= Required work =
Starting at the line that contains "pub use client::HttpGateway;", restate each line word for word through the final line of the data, keeping both ends.

Saved entries
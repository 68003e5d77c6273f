//! # flink-proto
//!
//! Wire types exchanged with the Flink SQL statement service.
//!
//! The service executes statements asynchronously: a client creates a
//! [`Statement`], polls it until its [`Phase`] leaves `PENDING`, then pages
//! through [`ResultPage`]s.

#![forbid(unsafe_code)]
#![warn(missing_docs)]

pub mod error;
pub mod results;
pub mod statement;
pub mod types;

pub use error::ProtoError;
pub use results::{ExceptionList, Operation, ResultData, ResultItem, ResultMetadata, ResultPage, StatementException};
pub use statement::{
    ColumnDetails, DataType, ResultSchema, RowFieldType, Statement, StatementSpec, StatementStatus,
    StatementTraits,
};
pub use types::Phase;
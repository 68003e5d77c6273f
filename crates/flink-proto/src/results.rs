//! Result pages and statement exceptions.

use std::fmt;

use chrono::{DateTime, Utc};
use serde::{Deserialize, Serialize};

use crate::error::ProtoError;

/// One page of statement results.
#[derive(Debug, Clone, Serialize, Deserialize, PartialEq, Default)]
pub struct ResultPage {
    /// Paging metadata.
    #[serde(default)]
    pub metadata: ResultMetadata,
    /// Rows on this page.
    #[serde(default)]
    pub results: ResultData,
}

impl ResultPage {
    /// Create a page from rows and an optional next link.
    #[must_use]
    pub fn new(data: Vec<ResultItem>, next: Option<String>) -> Self {
        Self {
            metadata: ResultMetadata {
                next,
                ..ResultMetadata::default()
            },
            results: ResultData { data },
        }
    }

    /// Link to the next page, if any.
    #[must_use]
    pub fn next_link(&self) -> Option<&str> {
        self.metadata.next.as_deref()
    }
}

/// Paging metadata of a result page.
#[derive(Debug, Clone, Serialize, Deserialize, PartialEq, Default)]
pub struct ResultMetadata {
    /// Link to this page.
    #[serde(rename = "self", default, skip_serializing_if = "Option::is_none")]
    pub self_link: Option<String>,
    /// Link to the next page; absent on the last page.
    #[serde(default, skip_serializing_if = "Option::is_none")]
    pub next: Option<String>,
    /// When the page was produced.
    #[serde(default, skip_serializing_if = "Option::is_none")]
    pub created_at: Option<DateTime<Utc>>,
}

/// Row container of a result page.
#[derive(Debug, Clone, Serialize, Deserialize, PartialEq, Default)]
pub struct ResultData {
    /// Raw rows.
    #[serde(default)]
    pub data: Vec<ResultItem>,
}

/// One raw changelog row.
#[derive(Debug, Clone, Serialize, Deserialize, PartialEq)]
pub struct ResultItem {
    /// Changelog operation.
    #[serde(default)]
    pub op: Operation,
    /// Column values as raw JSON, in schema order.
    pub row: Vec<serde_json::Value>,
}

impl ResultItem {
    /// Create an insert row.
    #[must_use]
    pub fn insert(row: Vec<serde_json::Value>) -> Self {
        Self {
            op: Operation::Insert,
            row,
        }
    }
}

/// Changelog operation carried by each result row.
#[derive(Debug, Clone, Copy, PartialEq, Eq, Hash, Default, Serialize, Deserialize)]
#[serde(try_from = "u8", into = "u8")]
pub enum Operation {
    /// `+I`
    #[default]
    Insert,
    /// `-U`
    UpdateBefore,
    /// `+U`
    UpdateAfter,
    /// `-D`
    Delete,
}

impl TryFrom<u8> for Operation {
    type Error = ProtoError;

    fn try_from(code: u8) -> Result<Self, Self::Error> {
        match code {
            0 => Ok(Self::Insert),
            1 => Ok(Self::UpdateBefore),
            2 => Ok(Self::UpdateAfter),
            3 => Ok(Self::Delete),
            other => Err(ProtoError::InvalidOperation(other)),
        }
    }
}

impl From<Operation> for u8 {
    fn from(op: Operation) -> Self {
        match op {
            Operation::Insert => 0,
            Operation::UpdateBefore => 1,
            Operation::UpdateAfter => 2,
            Operation::Delete => 3,
        }
    }
}

impl fmt::Display for Operation {
    fn fmt(&self, f: &mut fmt::Formatter<'_>) -> fmt::Result {
        let s = match self {
            Self::Insert => "+I",
            Self::UpdateBefore => "-U",
            Self::UpdateAfter => "+U",
            Self::Delete => "-D",
        };
        f.write_str(s)
    }
}

/// Exception recorded by the server for a statement.
#[derive(Debug, Clone, Serialize, Deserialize, PartialEq, Default)]
pub struct StatementException {
    /// Exception class or short name.
    #[serde(default)]
    pub name: String,
    /// Exception message.
    #[serde(default)]
    pub message: String,
    /// When the exception occurred.
    #[serde(default, skip_serializing_if = "Option::is_none")]
    pub timestamp: Option<DateTime<Utc>>,
}

impl StatementException {
    /// Create an exception with a message.
    #[must_use]
    pub fn new(name: impl Into<String>, message: impl Into<String>) -> Self {
        Self {
            name: name.into(),
            message: message.into(),
            timestamp: None,
        }
    }
}

/// Exceptions of a statement, most recent first.
#[derive(Debug, Clone, Serialize, Deserialize, PartialEq, Default)]
pub struct ExceptionList {
    /// Exceptions.
    #[serde(default)]
    pub data: Vec<StatementException>,
}

#[cfg(test)]
mod tests {
    use super::*;
    use serde_json::json;
    use test_case::test_case;

    #[test]
    fn test_result_page_deserialize() {
        let json = r#"{
            "metadata": {
                "self": "https://flink.example/statements/s1/results",
                "next": "https://flink.example/statements/s1/results?page_token=ABC123"
            },
            "results": {"data": [
                {"op": 0, "row": ["1", "alice"]},
                {"op": 3, "row": ["1", null]}
            ]}
        }"#;

        let page: ResultPage = serde_json::from_str(json).unwrap();
        assert_eq!(
            page.next_link(),
            Some("https://flink.example/statements/s1/results?page_token=ABC123")
        );
        assert_eq!(page.results.data.len(), 2);
        assert_eq!(page.results.data[1].op, Operation::Delete);
        assert_eq!(page.results.data[1].row[1], json!(null));
    }

    #[test]
    fn test_result_page_without_next() {
        let page: ResultPage = serde_json::from_str(r#"{"metadata": {}, "results": {"data": []}}"#).unwrap();
        assert_eq!(page.next_link(), None);
    }

    #[test_case(0, "+I" ; "insert")]
    #[test_case(1, "-U" ; "update before")]
    #[test_case(2, "+U" ; "update after")]
    #[test_case(3, "-D" ; "delete")]
    fn test_operation_codes(code: u8, display: &str) {
        let op = Operation::try_from(code).unwrap();
        assert_eq!(op.to_string(), display);
        assert_eq!(u8::from(op), code);
    }

    #[test]
    fn test_operation_invalid_code() {
        let result: Result<ResultItem, _> = serde_json::from_str(r#"{"op": 7, "row": []}"#);
        assert!(result.is_err());
    }

    #[test]
    fn test_exception_list_deserialize() {
        let json = r#"{"data": [{"name": "TableNotFound", "message": "Table 'x' not found"}]}"#;
        let list: ExceptionList = serde_json::from_str(json).unwrap();
        assert_eq!(list.data[0].message, "Table 'x' not found");
    }
}
//! `flink-shell` binary entrypoint.

use std::io::{self, IsTerminal};
use std::process::ExitCode;

use anyhow::Context;
use clap::Parser;
use tokio::sync::mpsc;
use tracing::debug;
use tracing_subscriber::EnvFilter;

use flink_cli::{Cli, History, HttpGateway, OutputFormat, Readline, Shell, ShellConfig};
use flink_store::{PollProgress, StatementStore};

fn main() -> ExitCode {
    tracing_subscriber::fmt()
        .with_env_filter(EnvFilter::try_from_default_env().unwrap_or_else(|_| EnvFilter::new("warn")))
        .with_writer(io::stderr)
        .init();

    let cli = Cli::parse();

    let runtime = match tokio::runtime::Runtime::new() {
        Ok(rt) => rt,
        Err(e) => {
            eprintln!("Failed to create async runtime: {e}");
            return ExitCode::FAILURE;
        }
    };

    match runtime.block_on(run(cli)) {
        Ok(true) => ExitCode::SUCCESS,
        Ok(false) => ExitCode::FAILURE,
        Err(e) => {
            eprintln!("Error: {e:#}");
            ExitCode::FAILURE
        }
    }
}

/// Returns whether every statement succeeded.
async fn run(cli: Cli) -> anyhow::Result<bool> {
    let mut config = match &cli.config {
        Some(path) => ShellConfig::from_file(path).context("failed to load configuration")?,
        None => ShellConfig::default(),
    };
    config.apply_cli(&cli)?;
    config.validate().context("invalid configuration")?;

    let gateway = HttpGateway::new(&config.gateway_url, config.api_token.clone())
        .context("failed to create statement service client")?;
    debug!(?gateway, "statement service client ready");

    let (progress_tx, progress_rx) = mpsc::unbounded_channel();
    tokio::spawn(report_progress(progress_rx));

    let store = StatementStore::new(gateway, config.session_context(), config.session_properties())
        .with_progress(progress_tx);
    let mut shell = Shell::new(store, OutputFormat::new(cli.format))
        .with_max_pages(config.max_result_pages)
        .with_wait_for_completion(cli.wait)
        .with_interrupts(true);
    if !cli.no_history {
        shell = shell.with_history(History::new(config.history_path(), config.history_size));
    }

    let mut stdout = io::stdout();
    if let Some(statements) = &cli.execute {
        return Ok(shell.run_script(statements, &mut stdout).await?);
    }
    if let Some(path) = &cli.file {
        let script = tokio::fs::read_to_string(path)
            .await
            .with_context(|| format!("failed to read {}", path.display()))?;
        return Ok(shell.run_script(&script, &mut stdout).await?);
    }

    if io::stdin().is_terminal() {
        let mut editor = Readline::start(shell.history_entries())
            .await
            .context("failed to start line editor")?;
        shell.run_prompt(&mut editor, &mut stdout).await?;
    } else {
        let stdin = tokio::io::BufReader::new(tokio::io::stdin());
        shell.run_interactive(stdin, &mut stdout).await?;
    }
    Ok(true)
}

async fn report_progress(mut progress: mpsc::UnboundedReceiver<PollProgress>) {
    while let Some(update) = progress.recv().await {
        eprintln!(
            "Waiting for statement {} ({}, {}s of {}s)",
            update.statement_name,
            update.phase,
            update.elapsed.as_secs(),
            update.timeout.as_secs()
        );
    }
}

#[cfg(test)]
mod tests {
    use super::*;

    #[test]
    fn cli_parses_script_flags() {
        let cli = Cli::parse_from(["flink-shell", "-f", "init.sql", "--wait", "--no-history"]);
        assert!(cli.file.is_some());
        assert!(cli.wait);
        assert!(cli.no_history);
    }

    #[test]
    fn cli_rejects_file_with_execute() {
        assert!(Cli::try_parse_from(["flink-shell", "-f", "a.sql", "-e", "SELECT 1"]).is_err());
    }
}
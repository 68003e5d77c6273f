//! # flink-cli
//!
//! Interactive shell for the Flink SQL statement service.
//!
//! Provides:
//! - Statement splitting for interactive input and scripts
//! - An HTTP implementation of [`flink_store::FlinkGateway`]
//! - Table and JSON rendering of results and errors
//! - Persistent statement history and a line-editing prompt
//!
//! # Architecture
//!
//! ```text
//! ┌─────────┐   lines   ┌───────┐  statements  ┌────────────────┐   HTTP   ┌─────────┐
//! │  stdin  │──────────►│ Shell │─────────────►│ StatementStore │─────────►│ service │
//! └─────────┘           └───────┘              └────────────────┘          └─────────┘
//! ```

#![forbid(unsafe_code)]
#![warn(missing_docs)]

pub mod cli;
pub mod client;
pub mod config;
pub mod error;
pub mod history;
pub mod output;
pub mod readline;
pub mod shell;

pub use cli::{Cli, Format};
pub use client::HttpGateway;
pub use config::ShellConfig;
pub use error::CliError;
pub use history::History;
pub use output::OutputFormat;
pub use readline::Readline;
pub use shell::{AsyncLines, LineReader, ReadLine, Shell, StatementSplitter, Step, split_statements};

= Answer section =
pub use client::HttpGateway;
pub use config::ShellConfig;
pub use error::CliError;
pub use history::History;
pub use output::OutputFormat;
pub use readline::Readline;
pub use shell::{AsyncLines, LineReader, ReadLine, Shell, StatementSplitter, Step, split_statements};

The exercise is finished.